Objective: Evaluate the technical performance of the pre-analytical hemolysis-icterus-lipemia (HIL) check module on the ACL-TOP-750. Methods: 8433 routine coagulation samples were evaluated for HIL, the presence of clotting and low sample volume by both visual inspection and the pre-analytical HIL check module on the ACL-TOP-750. Results: 7726 samples were in agreement with both methods and 707 were not consistent. 356 samples with low volume were identified by visual inspection and 920 by the instrument (2.7 mL threshold). Visual inspection identified 56 lipemic samples while 13 of those with moderate or high lipemia were identified by the instrument. Visual inspection identified 47 hemolyzed samples while 7 with moderate or high hemolysis were identified by the instrument. Both visual inspection and the instrument identified 36 icteric samples. For triglyceride concentration and bilirubin concentration, there was good correlation between the ACL-TOP-750 and the DXC800 biochemistry analyzer. Among 30 samples with varying amounts of clotting, 27 were discovered by visual inspection and 3 were discovered by the instrument. Conclusion: The pre-analytical check module on the ACL-TOP-750 improved the detection rate of samples below the target 2.7 mL volume, and the accuracy in detection of HIL. However, the automated method could not replace visual assessment of clotting in samples.

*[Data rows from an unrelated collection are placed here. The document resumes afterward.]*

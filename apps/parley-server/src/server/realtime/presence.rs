use std::collections::HashMap;

use uuid::Uuid;

use crate::server::core::ConnectionPresence;

/// Whether removing this connection leaves the user with no other live
/// connection. The offline broadcast must fire exactly once per user,
/// so the check runs against the registry after the removal.
pub(crate) fn is_last_connection_of_user(
    presence: &HashMap<Uuid, ConnectionPresence>,
    user_id: &str,
) -> bool {
    !presence
        .values()
        .any(|connection| connection.user_id.to_string() == user_id)
}

/// First connection of a user triggers the online broadcast; later
/// devices attach silently.
pub(crate) fn is_first_connection_of_user(
    presence: &HashMap<Uuid, ConnectionPresence>,
    user_id: &str,
) -> bool {
    !presence
        .values()
        .any(|connection| connection.user_id.to_string() == user_id)
}
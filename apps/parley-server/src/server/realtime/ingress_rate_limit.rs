use std::{
    collections::VecDeque,
    time::{Duration, Instant},
};

/// Sliding-window throttle over a single connection's inbound events.
/// Timestamps older than the window are evicted before the limit check.
pub(crate) fn allow_gateway_ingress(
    ingress: &mut VecDeque<Instant>,
    limit: u32,
    window: Duration,
) -> bool {
    let now = Instant::now();
    while ingress
        .front()
        .is_some_and(|oldest| now.duration_since(*oldest) > window)
    {
        let _ = ingress.pop_front();
    }

    if ingress.len() >= limit as usize {
        return false;
    }

    ingress.push_back(now);
    true
}

#[cfg(test)]
mod tests {
    use std::{
        collections::VecDeque,
        time::{Duration, Instant},
    };

    use super::allow_gateway_ingress;

    #[test]
    fn admits_events_under_the_limit() {
        let mut ingress = VecDeque::new();
        assert!(allow_gateway_ingress(
            &mut ingress,
            2,
            Duration::from_secs(10),
        ));
        assert!(allow_gateway_ingress(
            &mut ingress,
            2,
            Duration::from_secs(10),
        ));
        assert_eq!(ingress.len(), 2);
    }

    #[test]
    fn rejects_when_the_window_is_full() {
        let mut ingress = VecDeque::new();
        let now = Instant::now();
        ingress.push_back(now - Duration::from_millis(100));
        ingress.push_back(now - Duration::from_millis(20));

        assert!(!allow_gateway_ingress(
            &mut ingress,
            2,
            Duration::from_secs(10),
        ));
        assert_eq!(ingress.len(), 2);
    }

    #[test]
    fn expired_entries_free_up_the_window() {
        let mut ingress = VecDeque::new();
        ingress.push_back(Instant::now() - Duration::from_secs(30));

        assert!(allow_gateway_ingress(
            &mut ingress,
            1,
            Duration::from_secs(10),
        ));
        assert_eq!(ingress.len(), 1);
    }
}
use std::{
    collections::{HashMap, HashSet},
    sync::{Arc, Mutex, OnceLock},
    time::Duration,
};

use anyhow::anyhow;
use parley_core::{
    permissions::{ConversationPermissionSet, SystemPermissionSet},
    ConversationKind, ConversationRole, DeliveryState, MessageKind, UserId, Username,
};
use pasetors::{keys::SymmetricKey, version4::V4};
use rand::{rngs::OsRng, RngCore};
use sqlx::{postgres::PgPoolOptions, PgPool};
use tokio::sync::{mpsc, watch, OnceCell, RwLock};
use uuid::Uuid;

use super::auth::hash_password;

pub(crate) type GroupSubscriptions = HashMap<Uuid, mpsc::Sender<String>>;
pub(crate) type Subscriptions = HashMap<String, GroupSubscriptions>;

pub const DEFAULT_JSON_BODY_LIMIT_BYTES: usize = 1_048_576;
pub const DEFAULT_REQUEST_TIMEOUT_SECS: u64 = 10;
pub const DEFAULT_RATE_LIMIT_REQUESTS_PER_MINUTE: u32 = 60;
pub const DEFAULT_AUTH_ROUTE_REQUESTS_PER_MINUTE: u32 = 20;
pub const ACCESS_TOKEN_TTL_SECS: i64 = 15 * 60;
pub const DEFAULT_GATEWAY_INGRESS_EVENTS_PER_WINDOW: u32 = 20;
pub const DEFAULT_GATEWAY_INGRESS_WINDOW_SECS: u64 = 10;
pub const DEFAULT_GATEWAY_OUTBOUND_QUEUE: usize = 256;
pub const DEFAULT_MAX_GATEWAY_EVENT_BYTES: usize = parley_protocol::MAX_EVENT_BYTES;
pub const DEFAULT_STORE_TIMEOUT_MILLIS: u64 = 250;
pub const DEFAULT_MAX_CONVERSATION_MEMBERS: usize = 1_000;
pub(crate) const LOGIN_LOCK_THRESHOLD: u8 = 5;
pub(crate) const LOGIN_LOCK_SECS: i64 = 30;
pub(crate) const METRICS_TEXT_CONTENT_TYPE: &str = "text/plain; version=0.0.4; charset=utf-8";

pub(crate) static METRICS_STATE: OnceLock<MetricsState> = OnceLock::new();

#[derive(Default)]
pub(crate) struct MetricsState {
    pub(crate) auth_failures: Mutex<HashMap<&'static str, u64>>,
    pub(crate) permission_denials: Mutex<HashMap<(&'static str, &'static str), u64>>,
    pub(crate) rate_limit_hits: Mutex<HashMap<(&'static str, &'static str), u64>>,
    pub(crate) ws_disconnects: Mutex<HashMap<&'static str, u64>>,
    pub(crate) gateway_events_emitted: Mutex<HashMap<(String, String), u64>>,
    pub(crate) gateway_events_dropped: Mutex<HashMap<(String, String, String), u64>>,
    pub(crate) gateway_events_parse_rejected: Mutex<HashMap<(String, String), u64>>,
}

#[derive(Clone, Debug)]
pub struct AppConfig {
    pub max_body_bytes: usize,
    pub request_timeout: Duration,
    pub rate_limit_requests_per_minute: u32,
    pub auth_route_requests_per_minute: u32,
    pub gateway_ingress_events_per_window: u32,
    pub gateway_ingress_window: Duration,
    pub gateway_outbound_queue: usize,
    pub max_gateway_event_bytes: usize,
    pub store_timeout: Duration,
    pub max_conversation_members: usize,
    pub database_url: Option<String>,
}

impl Default for AppConfig {
    fn default() -> Self {
        Self {
            max_body_bytes: DEFAULT_JSON_BODY_LIMIT_BYTES,
            request_timeout: Duration::from_secs(DEFAULT_REQUEST_TIMEOUT_SECS),
            rate_limit_requests_per_minute: DEFAULT_RATE_LIMIT_REQUESTS_PER_MINUTE,
            auth_route_requests_per_minute: DEFAULT_AUTH_ROUTE_REQUESTS_PER_MINUTE,
            gateway_ingress_events_per_window: DEFAULT_GATEWAY_INGRESS_EVENTS_PER_WINDOW,
            gateway_ingress_window: Duration::from_secs(DEFAULT_GATEWAY_INGRESS_WINDOW_SECS),
            gateway_outbound_queue: DEFAULT_GATEWAY_OUTBOUND_QUEUE,
            max_gateway_event_bytes: DEFAULT_MAX_GATEWAY_EVENT_BYTES,
            store_timeout: Duration::from_millis(DEFAULT_STORE_TIMEOUT_MILLIS),
            max_conversation_members: DEFAULT_MAX_CONVERSATION_MEMBERS,
            database_url: None,
        }
    }
}

#[derive(Clone)]
pub(crate) struct RuntimeSecurityConfig {
    pub(crate) auth_route_requests_per_minute: u32,
    pub(crate) gateway_ingress_events_per_window: u32,
    pub(crate) gateway_ingress_window: Duration,
    pub(crate) gateway_outbound_queue: usize,
    pub(crate) max_gateway_event_bytes: usize,
    pub(crate) store_timeout: Duration,
    pub(crate) max_conversation_members: usize,
}

#[derive(Clone)]
pub struct AppState {
    pub(crate) db_pool: Option<PgPool>,
    pub(crate) db_init: Arc<OnceCell<()>>,
    pub(crate) users: Arc<RwLock<HashMap<String, UserRecord>>>,
    pub(crate) user_ids: Arc<RwLock<HashMap<String, String>>>,
    pub(crate) token_key: Arc<SymmetricKey<V4>>,
    pub(crate) dummy_password_hash: Arc<String>,
    pub(crate) auth_route_hits: Arc<RwLock<HashMap<String, Vec<i64>>>>,
    pub(crate) user_overrides: Arc<RwLock<HashMap<String, SystemOverrideRecord>>>,
    pub(crate) system_roles: Arc<RwLock<HashMap<String, SystemRoleRecord>>>,
    pub(crate) user_roles: Arc<RwLock<HashMap<String, HashSet<String>>>>,
    pub(crate) conversations: Arc<RwLock<HashMap<String, ConversationRecord>>>,
    pub(crate) delivery_statuses: Arc<RwLock<HashMap<(String, String), DeliveryStatusRecord>>>,
    pub(crate) last_seen: Arc<RwLock<HashMap<String, i64>>>,
    pub(crate) audit_logs: Arc<RwLock<Vec<AuditLogRecord>>>,
    pub(crate) subscriptions: Arc<RwLock<Subscriptions>>,
    pub(crate) connection_senders: Arc<RwLock<HashMap<Uuid, mpsc::Sender<String>>>>,
    pub(crate) connection_controls: Arc<RwLock<HashMap<Uuid, watch::Sender<ConnectionControl>>>>,
    pub(crate) connection_presence: Arc<RwLock<HashMap<Uuid, ConnectionPresence>>>,
    pub(crate) runtime: Arc<RuntimeSecurityConfig>,
}

impl AppState {
    pub(crate) fn new(config: &AppConfig) -> anyhow::Result<Self> {
        let mut key_bytes = [0_u8; 32];
        OsRng.fill_bytes(&mut key_bytes);
        let token_key = SymmetricKey::<V4>::from(&key_bytes)
            .map_err(|e| anyhow!("token key init failed: {e}"))?;
        let dummy_password_hash = hash_password("parley-dummy-password")?;
        let db_pool = if let Some(database_url) = &config.database_url {
            Some(
                PgPoolOptions::new()
                    .max_connections(10)
                    .connect_lazy(database_url)
                    .map_err(|e| anyhow!("postgres pool init failed: {e}"))?,
            )
        } else {
            None
        };

        Ok(Self {
            db_pool,
            db_init: Arc::new(OnceCell::new()),
            users: Arc::new(RwLock::new(HashMap::new())),
            user_ids: Arc::new(RwLock::new(HashMap::new())),
            token_key: Arc::new(token_key),
            dummy_password_hash: Arc::new(dummy_password_hash),
            auth_route_hits: Arc::new(RwLock::new(HashMap::new())),
            user_overrides: Arc::new(RwLock::new(HashMap::new())),
            system_roles: Arc::new(RwLock::new(HashMap::new())),
            user_roles: Arc::new(RwLock::new(HashMap::new())),
            conversations: Arc::new(RwLock::new(HashMap::new())),
            delivery_statuses: Arc::new(RwLock::new(HashMap::new())),
            last_seen: Arc::new(RwLock::new(HashMap::new())),
            audit_logs: Arc::new(RwLock::new(Vec::new())),
            subscriptions: Arc::new(RwLock::new(HashMap::new())),
            connection_senders: Arc::new(RwLock::new(HashMap::new())),
            connection_controls: Arc::new(RwLock::new(HashMap::new())),
            connection_presence: Arc::new(RwLock::new(HashMap::new())),
            runtime: Arc::new(RuntimeSecurityConfig {
                auth_route_requests_per_minute: config.auth_route_requests_per_minute,
                gateway_ingress_events_per_window: config.gateway_ingress_events_per_window,
                gateway_ingress_window: config.gateway_ingress_window,
                gateway_outbound_queue: config.gateway_outbound_queue,
                max_gateway_event_bytes: config.max_gateway_event_bytes,
                store_timeout: config.store_timeout,
                max_conversation_members: config.max_conversation_members,
            }),
        })
    }
}

#[derive(Debug, Clone)]
pub(crate) struct UserRecord {
    pub(crate) id: UserId,
    pub(crate) username: Username,
    pub(crate) password_hash: String,
    pub(crate) failed_logins: u8,
    pub(crate) locked_until_unix: Option<i64>,
}

/// Per-user system override row. The mask replaces the baseline outright.
#[derive(Debug, Clone)]
pub(crate) struct SystemOverrideRecord {
    pub(crate) mask: SystemPermissionSet,
    pub(crate) version: u64,
    pub(crate) updated_by: UserId,
    pub(crate) updated_at_unix: i64,
}

#[derive(Debug, Clone)]
pub(crate) struct SystemRoleRecord {
    pub(crate) name: String,
    pub(crate) permissions: SystemPermissionSet,
    pub(crate) version: u64,
    pub(crate) active: bool,
}

#[derive(Debug, Clone)]
pub(crate) struct ConversationRecord {
    pub(crate) kind: ConversationKind,
    pub(crate) name: Option<String>,
    pub(crate) created_by: UserId,
    pub(crate) created_at_unix: i64,
    pub(crate) active: bool,
    pub(crate) last_message_id: Option<String>,
    pub(crate) allow_members_to_add_others: bool,
    pub(crate) max_members: usize,
    pub(crate) members: HashMap<String, MembershipRecord>,
    pub(crate) messages: Vec<MessageRecord>,
    pub(crate) role_overrides: HashMap<ConversationRole, ConversationOverrideRecord>,
}

/// Per-(conversation, rank) override row. Applied verbatim when present.
#[derive(Debug, Clone)]
pub(crate) struct ConversationOverrideRecord {
    pub(crate) mask: ConversationPermissionSet,
    pub(crate) version: u64,
    pub(crate) updated_by: UserId,
    pub(crate) updated_at_unix: i64,
}

/// Membership rows are soft-deleted: `active` flips and `left_at_unix` is
/// set, the row itself survives for history and reactivation.
#[derive(Debug, Clone)]
pub(crate) struct MembershipRecord {
    pub(crate) user_id: UserId,
    pub(crate) role: ConversationRole,
    pub(crate) active: bool,
    pub(crate) joined_at_unix: i64,
    pub(crate) added_by: UserId,
    pub(crate) left_at_unix: Option<i64>,
    pub(crate) muted: bool,
    pub(crate) muted_until_unix: Option<i64>,
    pub(crate) last_read_message_id: Option<String>,
    pub(crate) last_read_at_unix: Option<i64>,
}

#[derive(Debug, Clone)]
pub(crate) struct MessageRecord {
    pub(crate) id: String,
    pub(crate) sender_id: UserId,
    pub(crate) kind: MessageKind,
    pub(crate) content: String,
    pub(crate) reply_to_message_id: Option<String>,
    pub(crate) created_at_unix: i64,
}

#[derive(Debug, Clone)]
pub(crate) struct DeliveryStatusRecord {
    pub(crate) state: DeliveryState,
    pub(crate) updated_at_unix: i64,
}

#[derive(Debug, Clone, serde::Serialize)]
pub(crate) struct AuditLogRecord {
    pub(crate) actor_id: String,
    pub(crate) action: String,
    pub(crate) entity: String,
    pub(crate) outcome: String,
    pub(crate) detail: serde_json::Value,
    pub(crate) created_at_unix: i64,
}

#[derive(Debug, Clone)]
pub(crate) struct AuthContext {
    pub(crate) user_id: UserId,
    pub(crate) username: String,
}

#[derive(Debug, Clone, Copy, PartialEq, Eq)]
pub(crate) enum ConnectionControl {
    Open,
    Close,
}

#[derive(Debug, Clone)]
pub(crate) struct ConnectionPresence {
    pub(crate) user_id: UserId,
    pub(crate) conversation_ids: HashSet<String>,
}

目的：评估 ACL-TOP-750 上分析前溶血-黄疸-脂血症 (HIL) 检查模块的技术性能。方法：通过目视检查和 ACL-TOP-750 上的分析前 HIL 检查模块评估 8433 个常规凝血样本的 HIL、凝血存在和样本量低。结果：7726 个样品与这两种方法一致，707 个样品不一致。356 个小体积样品通过目测鉴定，920 个通过仪器鉴定（阈值 2.7 mL）。目测识别出 56 个脂血样本，而仪器识别出 13 个中度或高脂血症样本。目测识别出 47 个溶血样品，而仪器识别出 7 个中度或高度溶血样品。目视检查和仪器均识别出 36 个黄疸样本。对于甘油三酯浓度和胆红素浓度，ACL-TOP-750与DXC800生化分析仪具有良好的相关性。30份凝血量不等的样本中，27份通过目测发现，3份通过仪器发现。结论：ACL-TOP-750 上的分析前检查模块提高了低于目标 2.7 mL 体积的样品的检测率，以及检测 HIL 的准确性。然而，自动化方法不能取代对样品中凝血的视觉评估。